Search each line below for the word "true" and list those that contain it.
GIVEN INFORMATION section start
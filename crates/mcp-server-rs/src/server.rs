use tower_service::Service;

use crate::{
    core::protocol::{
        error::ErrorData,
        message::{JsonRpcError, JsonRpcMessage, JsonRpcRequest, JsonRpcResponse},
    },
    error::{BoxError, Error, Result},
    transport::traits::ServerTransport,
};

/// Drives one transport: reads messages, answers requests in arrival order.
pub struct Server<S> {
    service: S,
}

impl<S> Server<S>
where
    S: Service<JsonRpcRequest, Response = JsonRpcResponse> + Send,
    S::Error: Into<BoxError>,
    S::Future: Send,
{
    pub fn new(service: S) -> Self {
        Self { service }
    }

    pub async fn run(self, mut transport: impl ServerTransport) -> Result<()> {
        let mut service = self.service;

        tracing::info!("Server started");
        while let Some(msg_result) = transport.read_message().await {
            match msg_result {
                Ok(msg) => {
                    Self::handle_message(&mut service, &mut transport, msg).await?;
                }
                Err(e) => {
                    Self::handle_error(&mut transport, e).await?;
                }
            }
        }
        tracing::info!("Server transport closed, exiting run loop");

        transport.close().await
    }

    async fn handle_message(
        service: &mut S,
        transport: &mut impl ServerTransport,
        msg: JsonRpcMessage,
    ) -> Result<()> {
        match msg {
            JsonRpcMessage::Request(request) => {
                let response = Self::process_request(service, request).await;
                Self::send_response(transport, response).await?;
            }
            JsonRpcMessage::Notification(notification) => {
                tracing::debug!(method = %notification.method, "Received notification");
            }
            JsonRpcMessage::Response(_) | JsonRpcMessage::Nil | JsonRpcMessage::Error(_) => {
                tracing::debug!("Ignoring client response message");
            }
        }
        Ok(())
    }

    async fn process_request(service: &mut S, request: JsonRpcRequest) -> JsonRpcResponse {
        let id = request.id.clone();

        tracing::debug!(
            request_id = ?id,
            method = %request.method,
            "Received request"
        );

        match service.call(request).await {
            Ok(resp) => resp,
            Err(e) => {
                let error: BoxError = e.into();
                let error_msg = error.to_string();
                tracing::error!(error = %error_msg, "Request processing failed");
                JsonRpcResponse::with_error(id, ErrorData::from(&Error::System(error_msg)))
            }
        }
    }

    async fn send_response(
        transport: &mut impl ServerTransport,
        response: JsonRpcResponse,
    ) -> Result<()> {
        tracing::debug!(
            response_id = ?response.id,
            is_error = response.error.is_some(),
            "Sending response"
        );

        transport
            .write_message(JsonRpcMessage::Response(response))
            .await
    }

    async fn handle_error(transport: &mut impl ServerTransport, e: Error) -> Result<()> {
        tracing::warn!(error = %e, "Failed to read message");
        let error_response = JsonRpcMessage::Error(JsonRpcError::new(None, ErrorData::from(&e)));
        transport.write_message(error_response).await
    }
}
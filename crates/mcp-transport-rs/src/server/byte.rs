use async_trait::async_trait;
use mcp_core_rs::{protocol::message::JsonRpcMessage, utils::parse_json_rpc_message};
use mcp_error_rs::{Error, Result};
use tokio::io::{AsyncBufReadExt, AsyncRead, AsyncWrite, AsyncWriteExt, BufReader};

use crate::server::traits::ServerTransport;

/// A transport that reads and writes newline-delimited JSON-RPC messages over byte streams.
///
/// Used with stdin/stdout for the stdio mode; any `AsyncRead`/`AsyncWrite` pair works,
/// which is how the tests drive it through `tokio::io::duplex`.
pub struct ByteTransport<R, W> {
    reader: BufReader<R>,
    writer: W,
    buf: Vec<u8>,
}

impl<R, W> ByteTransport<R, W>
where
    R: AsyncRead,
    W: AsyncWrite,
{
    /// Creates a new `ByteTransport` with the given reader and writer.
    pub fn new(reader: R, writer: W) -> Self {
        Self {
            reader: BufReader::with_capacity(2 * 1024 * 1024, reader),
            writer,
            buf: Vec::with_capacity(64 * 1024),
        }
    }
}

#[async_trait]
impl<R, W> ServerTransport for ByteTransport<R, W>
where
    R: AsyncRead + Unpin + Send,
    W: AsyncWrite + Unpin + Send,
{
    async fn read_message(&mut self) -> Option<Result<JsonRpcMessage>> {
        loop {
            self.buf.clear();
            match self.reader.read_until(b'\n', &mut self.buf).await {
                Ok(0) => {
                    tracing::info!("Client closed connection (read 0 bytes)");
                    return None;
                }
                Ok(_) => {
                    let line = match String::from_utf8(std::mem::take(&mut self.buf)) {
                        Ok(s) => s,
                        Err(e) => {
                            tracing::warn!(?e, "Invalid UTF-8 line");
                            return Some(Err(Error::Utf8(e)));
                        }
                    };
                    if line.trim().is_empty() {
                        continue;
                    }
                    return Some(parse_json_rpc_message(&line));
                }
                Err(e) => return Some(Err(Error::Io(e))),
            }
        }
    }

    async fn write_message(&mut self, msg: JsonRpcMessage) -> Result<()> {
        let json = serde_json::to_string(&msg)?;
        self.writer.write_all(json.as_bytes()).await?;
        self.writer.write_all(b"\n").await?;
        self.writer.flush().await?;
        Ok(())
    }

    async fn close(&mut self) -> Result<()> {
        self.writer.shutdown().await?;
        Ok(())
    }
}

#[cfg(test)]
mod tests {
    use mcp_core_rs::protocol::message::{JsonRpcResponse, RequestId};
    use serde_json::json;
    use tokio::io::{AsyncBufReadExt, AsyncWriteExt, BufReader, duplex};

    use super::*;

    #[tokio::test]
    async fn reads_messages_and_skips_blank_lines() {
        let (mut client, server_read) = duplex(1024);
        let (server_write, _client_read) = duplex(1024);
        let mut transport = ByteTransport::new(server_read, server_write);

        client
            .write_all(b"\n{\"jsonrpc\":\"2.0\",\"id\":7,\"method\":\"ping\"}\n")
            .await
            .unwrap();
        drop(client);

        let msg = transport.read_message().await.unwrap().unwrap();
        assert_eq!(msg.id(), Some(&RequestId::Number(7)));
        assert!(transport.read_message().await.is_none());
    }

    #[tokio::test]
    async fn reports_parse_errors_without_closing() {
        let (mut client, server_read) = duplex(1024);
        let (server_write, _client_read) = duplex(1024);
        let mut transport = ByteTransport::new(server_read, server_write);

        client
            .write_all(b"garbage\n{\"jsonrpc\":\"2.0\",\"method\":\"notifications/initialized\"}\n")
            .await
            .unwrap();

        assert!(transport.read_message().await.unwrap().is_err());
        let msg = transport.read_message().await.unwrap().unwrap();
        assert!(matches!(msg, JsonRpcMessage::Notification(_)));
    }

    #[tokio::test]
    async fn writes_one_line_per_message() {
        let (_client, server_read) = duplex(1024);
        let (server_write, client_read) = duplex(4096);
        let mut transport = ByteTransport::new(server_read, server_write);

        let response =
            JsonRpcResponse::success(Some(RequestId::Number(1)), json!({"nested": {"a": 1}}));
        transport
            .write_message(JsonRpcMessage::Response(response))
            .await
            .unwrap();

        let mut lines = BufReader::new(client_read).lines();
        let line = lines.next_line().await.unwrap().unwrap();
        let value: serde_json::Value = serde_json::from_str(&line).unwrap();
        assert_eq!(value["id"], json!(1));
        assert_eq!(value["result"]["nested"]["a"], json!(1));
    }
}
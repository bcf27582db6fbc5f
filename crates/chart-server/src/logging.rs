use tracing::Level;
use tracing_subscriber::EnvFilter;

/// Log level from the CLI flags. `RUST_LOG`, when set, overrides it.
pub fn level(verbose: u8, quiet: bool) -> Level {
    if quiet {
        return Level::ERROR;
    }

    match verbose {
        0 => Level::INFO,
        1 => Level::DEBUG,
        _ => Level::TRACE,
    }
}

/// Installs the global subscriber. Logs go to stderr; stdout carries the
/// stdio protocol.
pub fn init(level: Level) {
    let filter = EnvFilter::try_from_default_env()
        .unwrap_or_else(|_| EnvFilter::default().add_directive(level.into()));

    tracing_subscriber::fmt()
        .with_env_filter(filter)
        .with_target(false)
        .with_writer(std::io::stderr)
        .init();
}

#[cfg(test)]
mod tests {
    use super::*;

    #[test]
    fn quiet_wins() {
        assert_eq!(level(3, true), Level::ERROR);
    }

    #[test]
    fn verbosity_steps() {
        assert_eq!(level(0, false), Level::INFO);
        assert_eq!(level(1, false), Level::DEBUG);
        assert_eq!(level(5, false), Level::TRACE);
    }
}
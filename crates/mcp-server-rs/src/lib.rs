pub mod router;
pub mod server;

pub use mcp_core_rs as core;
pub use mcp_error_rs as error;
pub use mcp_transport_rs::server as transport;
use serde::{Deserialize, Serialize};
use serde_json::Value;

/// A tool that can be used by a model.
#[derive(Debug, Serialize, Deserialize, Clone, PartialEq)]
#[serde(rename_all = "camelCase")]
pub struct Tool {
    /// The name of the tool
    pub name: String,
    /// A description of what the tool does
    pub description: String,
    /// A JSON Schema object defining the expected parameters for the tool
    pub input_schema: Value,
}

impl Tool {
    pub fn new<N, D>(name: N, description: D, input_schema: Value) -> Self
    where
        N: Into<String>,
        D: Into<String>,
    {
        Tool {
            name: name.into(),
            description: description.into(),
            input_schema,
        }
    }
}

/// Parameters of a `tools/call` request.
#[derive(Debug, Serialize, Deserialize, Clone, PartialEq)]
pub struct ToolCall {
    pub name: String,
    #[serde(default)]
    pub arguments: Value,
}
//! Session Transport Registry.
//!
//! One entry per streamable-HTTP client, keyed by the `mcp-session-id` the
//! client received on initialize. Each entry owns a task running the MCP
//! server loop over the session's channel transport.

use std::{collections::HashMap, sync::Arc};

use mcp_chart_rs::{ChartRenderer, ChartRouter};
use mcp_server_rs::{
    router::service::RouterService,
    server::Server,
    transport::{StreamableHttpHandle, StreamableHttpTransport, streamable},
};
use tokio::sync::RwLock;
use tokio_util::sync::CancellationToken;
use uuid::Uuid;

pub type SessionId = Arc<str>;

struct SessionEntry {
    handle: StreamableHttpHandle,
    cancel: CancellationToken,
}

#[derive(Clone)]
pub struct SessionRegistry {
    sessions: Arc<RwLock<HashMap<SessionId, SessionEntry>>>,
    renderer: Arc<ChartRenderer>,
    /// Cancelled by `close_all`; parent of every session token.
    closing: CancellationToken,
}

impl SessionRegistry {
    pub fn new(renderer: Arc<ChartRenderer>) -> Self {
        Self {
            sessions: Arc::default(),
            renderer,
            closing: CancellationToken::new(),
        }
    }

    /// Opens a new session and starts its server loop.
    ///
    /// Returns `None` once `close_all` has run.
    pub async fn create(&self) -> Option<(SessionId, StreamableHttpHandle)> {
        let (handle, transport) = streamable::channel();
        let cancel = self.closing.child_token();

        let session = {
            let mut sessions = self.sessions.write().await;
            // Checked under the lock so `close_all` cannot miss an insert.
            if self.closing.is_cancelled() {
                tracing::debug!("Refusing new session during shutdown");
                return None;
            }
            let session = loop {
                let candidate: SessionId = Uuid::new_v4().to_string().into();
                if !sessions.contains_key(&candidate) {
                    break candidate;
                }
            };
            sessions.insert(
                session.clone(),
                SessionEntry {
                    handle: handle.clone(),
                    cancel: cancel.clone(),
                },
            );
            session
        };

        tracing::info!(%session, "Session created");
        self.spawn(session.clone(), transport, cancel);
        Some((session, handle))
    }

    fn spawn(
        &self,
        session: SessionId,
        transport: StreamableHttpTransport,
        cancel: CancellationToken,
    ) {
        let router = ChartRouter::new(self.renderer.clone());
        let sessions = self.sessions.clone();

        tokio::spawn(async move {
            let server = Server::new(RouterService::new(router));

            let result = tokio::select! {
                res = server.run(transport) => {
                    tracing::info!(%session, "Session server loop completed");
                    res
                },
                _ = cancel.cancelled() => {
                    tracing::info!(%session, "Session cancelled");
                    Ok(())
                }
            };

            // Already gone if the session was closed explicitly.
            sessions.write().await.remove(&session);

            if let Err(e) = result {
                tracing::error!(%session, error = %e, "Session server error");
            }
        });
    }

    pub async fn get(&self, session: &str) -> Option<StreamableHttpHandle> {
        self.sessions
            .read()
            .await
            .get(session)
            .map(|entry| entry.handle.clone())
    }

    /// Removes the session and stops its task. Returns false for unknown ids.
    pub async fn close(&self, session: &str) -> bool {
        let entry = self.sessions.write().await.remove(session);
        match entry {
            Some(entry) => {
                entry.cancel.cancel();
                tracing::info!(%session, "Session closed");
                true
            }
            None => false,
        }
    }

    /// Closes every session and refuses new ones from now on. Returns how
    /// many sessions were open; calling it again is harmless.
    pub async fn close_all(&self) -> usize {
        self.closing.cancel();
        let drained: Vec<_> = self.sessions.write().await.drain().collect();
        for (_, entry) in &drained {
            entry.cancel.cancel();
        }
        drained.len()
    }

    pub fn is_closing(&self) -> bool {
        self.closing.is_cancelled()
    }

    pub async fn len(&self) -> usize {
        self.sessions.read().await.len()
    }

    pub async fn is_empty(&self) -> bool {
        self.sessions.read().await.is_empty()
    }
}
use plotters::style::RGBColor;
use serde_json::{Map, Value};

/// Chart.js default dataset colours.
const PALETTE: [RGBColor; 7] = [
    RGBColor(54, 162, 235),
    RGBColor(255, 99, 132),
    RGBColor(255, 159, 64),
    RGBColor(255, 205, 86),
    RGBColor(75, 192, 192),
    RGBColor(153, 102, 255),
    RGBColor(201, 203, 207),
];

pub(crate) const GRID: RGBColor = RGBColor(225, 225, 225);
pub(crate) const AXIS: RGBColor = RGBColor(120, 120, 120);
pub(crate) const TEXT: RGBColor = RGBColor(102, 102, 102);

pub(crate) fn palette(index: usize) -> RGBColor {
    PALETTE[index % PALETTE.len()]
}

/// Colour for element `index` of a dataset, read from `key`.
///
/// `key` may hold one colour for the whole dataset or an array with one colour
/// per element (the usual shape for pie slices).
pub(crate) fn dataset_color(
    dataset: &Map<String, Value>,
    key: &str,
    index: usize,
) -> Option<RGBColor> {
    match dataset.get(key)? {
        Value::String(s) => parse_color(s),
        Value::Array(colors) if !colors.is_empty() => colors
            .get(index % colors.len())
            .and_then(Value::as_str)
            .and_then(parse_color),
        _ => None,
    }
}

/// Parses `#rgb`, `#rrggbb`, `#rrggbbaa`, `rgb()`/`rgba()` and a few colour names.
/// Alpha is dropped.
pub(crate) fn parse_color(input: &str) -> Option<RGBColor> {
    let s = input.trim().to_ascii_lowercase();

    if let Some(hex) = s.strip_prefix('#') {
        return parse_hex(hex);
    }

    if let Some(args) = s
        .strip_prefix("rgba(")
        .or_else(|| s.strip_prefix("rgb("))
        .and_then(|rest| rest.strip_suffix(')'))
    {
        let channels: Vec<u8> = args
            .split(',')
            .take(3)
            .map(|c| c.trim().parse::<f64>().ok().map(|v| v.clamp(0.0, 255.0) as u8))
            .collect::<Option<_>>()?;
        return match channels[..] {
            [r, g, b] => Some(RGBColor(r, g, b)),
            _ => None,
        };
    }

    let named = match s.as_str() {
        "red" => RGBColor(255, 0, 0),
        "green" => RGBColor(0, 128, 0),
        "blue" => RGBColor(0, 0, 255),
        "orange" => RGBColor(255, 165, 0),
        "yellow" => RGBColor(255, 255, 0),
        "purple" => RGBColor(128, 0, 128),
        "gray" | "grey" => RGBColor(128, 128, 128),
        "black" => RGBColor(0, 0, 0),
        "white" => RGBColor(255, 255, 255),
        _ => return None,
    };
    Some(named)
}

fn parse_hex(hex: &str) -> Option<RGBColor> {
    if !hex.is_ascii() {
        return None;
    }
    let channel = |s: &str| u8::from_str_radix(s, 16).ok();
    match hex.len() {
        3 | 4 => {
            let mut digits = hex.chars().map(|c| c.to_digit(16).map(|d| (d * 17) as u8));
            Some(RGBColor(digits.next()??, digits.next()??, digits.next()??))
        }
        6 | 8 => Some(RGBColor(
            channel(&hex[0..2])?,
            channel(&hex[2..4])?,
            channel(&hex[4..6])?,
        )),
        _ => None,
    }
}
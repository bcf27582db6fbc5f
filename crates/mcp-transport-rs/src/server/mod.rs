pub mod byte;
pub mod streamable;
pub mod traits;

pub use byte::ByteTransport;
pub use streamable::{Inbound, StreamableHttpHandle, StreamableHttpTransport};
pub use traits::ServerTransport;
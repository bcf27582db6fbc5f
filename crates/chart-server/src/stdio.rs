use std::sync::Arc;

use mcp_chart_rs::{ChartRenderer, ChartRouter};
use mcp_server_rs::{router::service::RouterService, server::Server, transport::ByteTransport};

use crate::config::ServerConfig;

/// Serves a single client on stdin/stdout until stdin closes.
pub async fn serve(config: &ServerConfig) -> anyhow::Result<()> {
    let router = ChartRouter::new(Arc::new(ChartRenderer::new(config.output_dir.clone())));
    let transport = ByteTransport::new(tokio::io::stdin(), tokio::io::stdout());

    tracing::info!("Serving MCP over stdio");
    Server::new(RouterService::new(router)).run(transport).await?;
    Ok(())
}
GIVEN INFORMATION section end
→ **SOLUTION BELOW**:
        assert_eq!(level(3, true), Level::ERROR);
                true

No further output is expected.